Wednesday, May 30, 2007

This blog kills 99.9% of all other useless blogs

We hear it every day. A mouthwash that kills 99.9% of the germs that cause bad breath. A toilet cleaner that kills 99.9% of the crud in your disgustingly grungy toilet bowl. (Hey, I'm no Mr. Clean, but if my toilet ever looked like the ones in those commercials, I'd throw it out and get a new one, and consider hiring someone to clean my toilet, due to my apparent incapacity to do so myself.) How about those hand sanitizers that kill 99.9% of the germs we sissies can't seem to survive being exposed to anymore (unfortunately, they don't tell you that we're so busy killing off the bad germs, we're also annihilating the good ones that help us fight a lot of illness). So, the burning question is this: Why can't we make a product that's 100% effective? Dammit, we get soooooooo close, time after time! One measly tenth of a percent! C'mon, guys, can't you try just a little harder?

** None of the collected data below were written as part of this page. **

// Copyright (c) 2025 Felix Kahle.
//
// Permission is hereby granted, free of charge, to any person obtaining
// a copy of this software and associated documentation files (the
// "Software"), to deal in the Software without restriction, including
// without limitation the rights to use, copy, modify, merge, publish,
// distribute, sublicense, and/or sell copies of the Software, and to
// permit persons to whom the Software is furnished to do so, subject to
// the following conditions:
//
// The above copyright notice and this permission notice shall be
// included in all copies or substantial portions of the Software.
//
// THE SOFTWARE IS PROVIDED "AS IS", WITHOUT WARRANTY OF ANY KIND,
// EXPRESS OR IMPLIED, INCLUDING BUT NOT LIMITED TO THE WARRANTIES OF
// MERCHANTABILITY, FITNESS FOR A PARTICULAR PURPOSE AND
// NONINFRINGEMENT. IN NO EVENT SHALL THE AUTHORS OR COPYRIGHT HOLDERS BE
// LIABLE FOR ANY CLAIM, DAMAGES OR OTHER LIABILITY, WHETHER IN AN ACTION
// OF CONTRACT, TORT OR OTHERWISE, ARISING FROM, OUT OF OR IN CONNECTION
// WITH THE SOFTWARE OR THE USE OR OTHER DEALINGS IN THE SOFTWARE.

//! # Unit Propagation over Cardinality Constraints
//!
//! The inference layer of the search engine. After every binding, each
//! affected constraint `lo <= sum(vars) <= hi` is inspected against its
//! incrementally maintained tallies:
//!
//! - `true_count > hi`, or `true_count + unassigned < lo`: **conflict** —
//!   the current branch cannot be completed.
//! - `true_count == hi` with unbound variables left: every unbound variable
//!   of the constraint is **forced false**.
//! - `true_count + unassigned == lo`: every unbound variable is **forced
//!   true**.
//!
//! Forced bindings are queued and processed to a fixpoint, so one decision
//! can cascade through coverage, spacing, quota, and band constraints at
//! once. Every applied binding is recorded on the trail; on conflict the
//! caller rewinds to the enclosing frame, which keeps the propagator free
//! of any undo logic of its own.

use crate::{state::SearchState, stats::DfsStatistics, trail::SearchTrail};
use rota_model::{
    index::{ConstraintIndex, VarIndex},
    model::Model,
};
use std::collections::VecDeque;

/// The reason a propagation pass failed.
#[derive(Debug, Clone, Copy, PartialEq, Eq)]
pub enum Conflict {
    /// A constraint's bounds became unsatisfiable.
    Violated(ConstraintIndex),
    /// A variable was forced to both polarities.
    Contradiction(VarIndex),
}

impl std::fmt::Display for Conflict {
    fn fmt(&self, f: &mut std::fmt::Formatter<'_>) -> std::fmt::Result {
        match self {
            Conflict::Violated(constraint_index) => {
                write!(f, "constraint {} violated", constraint_index)
            }
            Conflict::Contradiction(var_index) => {
                write!(f, "variable {} forced both ways", var_index)
            }
        }
    }
}

/// A reusable propagation work queue.
///
/// The queue is owned by the engine and cleared at the start of every pass,
/// so repeated solves allocate nothing in the steady state.
#[derive(Debug, Clone, Default)]
pub struct Propagator {
    queue: VecDeque<(VarIndex, bool)>,
}

impl Propagator {
    /// Creates an empty propagator.
    #[inline]
    pub fn new() -> Self {
        Self::default()
    }

    /// Creates a propagator with capacity for the given variable count.
    #[inline]
    pub fn preallocated(num_vars: usize) -> Self {
        Self {
            queue: VecDeque::with_capacity(num_vars),
        }
    }

    /// Binds `var_index` to `value` and propagates to a fixpoint.
    ///
    /// Every applied binding is recorded on `trail`. On conflict the state
    /// is left mid-branch; the caller rewinds through the trail.
    pub fn assign(
        &mut self,
        model: &Model,
        state: &mut SearchState,
        trail: &mut SearchTrail,
        stats: &mut DfsStatistics,
        var_index: VarIndex,
        value: bool,
    ) -> Result<(), Conflict> {
        self.queue.clear();
        self.queue.push_back((var_index, value));
        self.drain(model, state, trail, stats)
    }

    /// Inspects every constraint of the model once, seeding forcings from
    /// constraints that are tight at the root, then propagates to a
    /// fixpoint. Used once per solve before any decision is taken.
    pub fn propagate_all(
        &mut self,
        model: &Model,
        state: &mut SearchState,
        trail: &mut SearchTrail,
        stats: &mut DfsStatistics,
    ) -> Result<(), Conflict> {
        self.queue.clear();
        for row in 0..model.num_constraints() {
            self.inspect(model, state, ConstraintIndex::new(row))?;
        }
        self.drain(model, state, trail, stats)
    }

    /// Processes the queue until empty or a conflict arises.
    fn drain(
        &mut self,
        model: &Model,
        state: &mut SearchState,
        trail: &mut SearchTrail,
        stats: &mut DfsStatistics,
    ) -> Result<(), Conflict> {
        while let Some((var_index, value)) = self.queue.pop_front() {
            if state.is_assigned(var_index) {
                if state.value(var_index) != value {
                    return Err(Conflict::Contradiction(var_index));
                }
                continue;
            }

            state.bind(model, var_index, value);
            trail.push_entry(var_index);
            stats.propagations += 1;

            for &constraint_index in model.memberships(var_index) {
                self.inspect(model, state, constraint_index)?;
            }
        }
        Ok(())
    }

    /// Checks one constraint's tallies and queues any forced bindings.
    #[inline]
    fn inspect(
        &mut self,
        model: &Model,
        state: &SearchState,
        constraint_index: ConstraintIndex,
    ) -> Result<(), Conflict> {
        let constraint = model.constraint(constraint_index);
        let true_count = state.true_count(constraint_index);
        let unassigned = state.unassigned_count(constraint_index);

        if true_count > constraint.hi() || true_count + unassigned < constraint.lo() {
            return Err(Conflict::Violated(constraint_index));
        }

        if unassigned == 0 {
            return Ok(());
        }

        if true_count == constraint.hi() {
            for &other in constraint.vars() {
                if !state.is_assigned(other) {
                    self.queue.push_back((other, false));
                }
            }
        } else if true_count + unassigned == constraint.lo() {
            for &other in constraint.vars() {
                if !state.is_assigned(other) {
                    self.queue.push_back((other, true));
                }
            }
        }

        Ok(())
    }
}

#[cfg(test)]
mod tests {
    use super::*;
    use chrono::NaiveDate;
    use rota_model::calendar::CalendarBuilder;
    use rota_model::config::ScheduleConfig;
    use rota_model::index::{DayIndex, StaffIndex};
    use rota_model::model::ModelBuilder;
    use rota_model::roster::{Roster, RosterEntry};

    fn date(y: i32, m: u32, d: u32) -> NaiveDate {
        NaiveDate::from_ymd_opt(y, m, d).unwrap()
    }

    fn model(staff_per_day: u32, gap: u32) -> rota_model::model::Model {
        let calendar = CalendarBuilder::new(date(2025, 7, 1), date(2025, 7, 3))
            .build()
            .unwrap();
        let roster = Roster::from_entries(&[
            RosterEntry::new("A", "cardiology"),
            RosterEntry::new("B", "neurology"),
        ])
        .unwrap();
        let config =
            ScheduleConfig::new(gap, 4, staff_per_day).with_specialty_exclusivity(false);
        ModelBuilder::new(&calendar, &roster, &config).build().unwrap()
    }

    #[test]
    fn test_coverage_forces_second_staff_false() {
        // One person per day: binding A on day 0 true must force B on day 0
        // false.
        let model = model(1, 0);
        let mut state = SearchState::new(&model);
        let mut trail = SearchTrail::new();
        let mut stats = DfsStatistics::default();
        let mut propagator = Propagator::new();

        let a_day0 = model.var_index(StaffIndex::new(0), DayIndex::new(0));
        let b_day0 = model.var_index(StaffIndex::new(1), DayIndex::new(0));

        propagator
            .assign(&model, &mut state, &mut trail, &mut stats, a_day0, true)
            .unwrap();

        assert!(state.is_assigned(b_day0));
        assert!(!state.value(b_day0));
        assert!(stats.propagations >= 2);
    }

    #[test]
    fn test_coverage_forces_last_staff_true() {
        // One person per day: binding A on day 0 false leaves B as the only
        // candidate, so B is forced true.
        let model = model(1, 0);
        let mut state = SearchState::new(&model);
        let mut trail = SearchTrail::new();
        let mut stats = DfsStatistics::default();
        let mut propagator = Propagator::new();

        let a_day0 = model.var_index(StaffIndex::new(0), DayIndex::new(0));
        let b_day0 = model.var_index(StaffIndex::new(1), DayIndex::new(0));

        propagator
            .assign(&model, &mut state, &mut trail, &mut stats, a_day0, false)
            .unwrap();

        assert!(state.is_assigned(b_day0));
        assert!(state.value(b_day0));
    }

    #[test]
    fn test_unreachable_lower_bound_is_a_conflict() {
        // Two per day from a two-person roster: everyone serves every day.
        // Binding anyone false starves the coverage constraint.
        let model = model(2, 0);
        let mut state = SearchState::new(&model);
        let mut trail = SearchTrail::new();
        let mut stats = DfsStatistics::default();
        let mut propagator = Propagator::new();

        let a_day0 = model.var_index(StaffIndex::new(0), DayIndex::new(0));
        let result =
            propagator.assign(&model, &mut state, &mut trail, &mut stats, a_day0, false);

        assert!(matches!(result, Err(Conflict::Violated(_))));
    }

    #[test]
    fn test_propagation_cascades_through_spacing() {
        // Gap 1: windows of two consecutive days hold at most one duty.
        // With one person per day, binding A true on day 0 forces B false on
        // day 0 (coverage), and A false on day 1 (spacing), which in turn
        // forces B true on day 1 (coverage).
        let model = model(1, 1);
        let mut state = SearchState::new(&model);
        let mut trail = SearchTrail::new();
        let mut stats = DfsStatistics::default();
        let mut propagator = Propagator::new();

        let a_day0 = model.var_index(StaffIndex::new(0), DayIndex::new(0));
        let a_day1 = model.var_index(StaffIndex::new(0), DayIndex::new(1));
        let b_day1 = model.var_index(StaffIndex::new(1), DayIndex::new(1));

        propagator
            .assign(&model, &mut state, &mut trail, &mut stats, a_day0, true)
            .unwrap();

        assert!(state.is_assigned(a_day1));
        assert!(!state.value(a_day1));
        assert!(state.is_assigned(b_day1));
        assert!(state.value(b_day1));
    }

    #[test]
    fn test_propagate_all_seeds_tight_constraints() {
        // Two per day from two staff: the root already forces every
        // variable true.
        let model = model(2, 0);
        let mut state = SearchState::new(&model);
        let mut trail = SearchTrail::new();
        let mut stats = DfsStatistics::default();
        let mut propagator = Propagator::new();

        propagator
            .propagate_all(&model, &mut state, &mut trail, &mut stats)
            .unwrap();

        assert!(state.is_complete());
        for var in 0..model.num_vars() {
            assert!(state.value(VarIndex::new(var)));
        }
    }

    #[test]
    fn test_trail_records_every_propagated_binding() {
        let model = model(1, 0);
        let mut state = SearchState::new(&model);
        let mut trail = SearchTrail::new();
        let mut stats = DfsStatistics::default();
        let mut propagator = Propagator::new();

        let a_day0 = model.var_index(StaffIndex::new(0), DayIndex::new(0));
        propagator
            .assign(&model, &mut state, &mut trail, &mut stats, a_day0, true)
            .unwrap();

        assert_eq!(trail.num_entries() as u64, stats.propagations);
        assert_eq!(trail.num_entries(), state.num_assigned());
    }

    #[test]
    fn test_assign_to_already_bound_variable_is_checked() {
        let model = model(1, 0);
        let mut state = SearchState::new(&model);
        let mut trail = SearchTrail::new();
        let mut stats = DfsStatistics::default();
        let mut propagator = Propagator::new();

        let a_day0 = model.var_index(StaffIndex::new(0), DayIndex::new(0));
        propagator
            .assign(&model, &mut state, &mut trail, &mut stats, a_day0, true)
            .unwrap();

        // Re-asserting the same value is a no-op.
        assert!(propagator
            .assign(&model, &mut state, &mut trail, &mut stats, a_day0, true)
            .is_ok());

        // Asserting the opposite value is a contradiction.
        let result =
            propagator.assign(&model, &mut state, &mut trail, &mut stats, a_day0, false);
        assert!(matches!(result, Err(Conflict::Contradiction(_))));
    }
}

It's even weirder than that one idiot dentist out of every ten who doesn't agree that some chewing gum helps prevent gingivitis. Or the one out of every ten Americans who still believe that George W. Bush isn't a megalomaniac with delusions of grandeur who is oblivious to the blight his administration has cast upon most of the world. But I digress.

We all know that the "99.9%" crap comes from a bunch of lawyers who advise their clients not to say "100%" in order to avoid unnecessary lawsuits. Can any of these companies prove their 99.9% claims? Has anyone asked them to do so? Maybe we should. I'd rather hear them say, "Our product kills a boatload of bad stuff in your mouth, so just use it, or you'll have lots of bad stuff in your mouth that you don't want in there." Then, of course, there'd probably be some lawyer out there who said, "Well, just how much bad stuff exactly does it kill? Inquiring minds want to know."

Studies have shown that all of this advertising nonsense is killing 99.9% of the brain cells we could be using to choose the best product for our needs, rather than the one that has the sexiest spokesmodel or slickest ad campaign. That said, I have to admit it - I love that gecko. Well, I'm 99.9% asleep now, so I'm going to bed.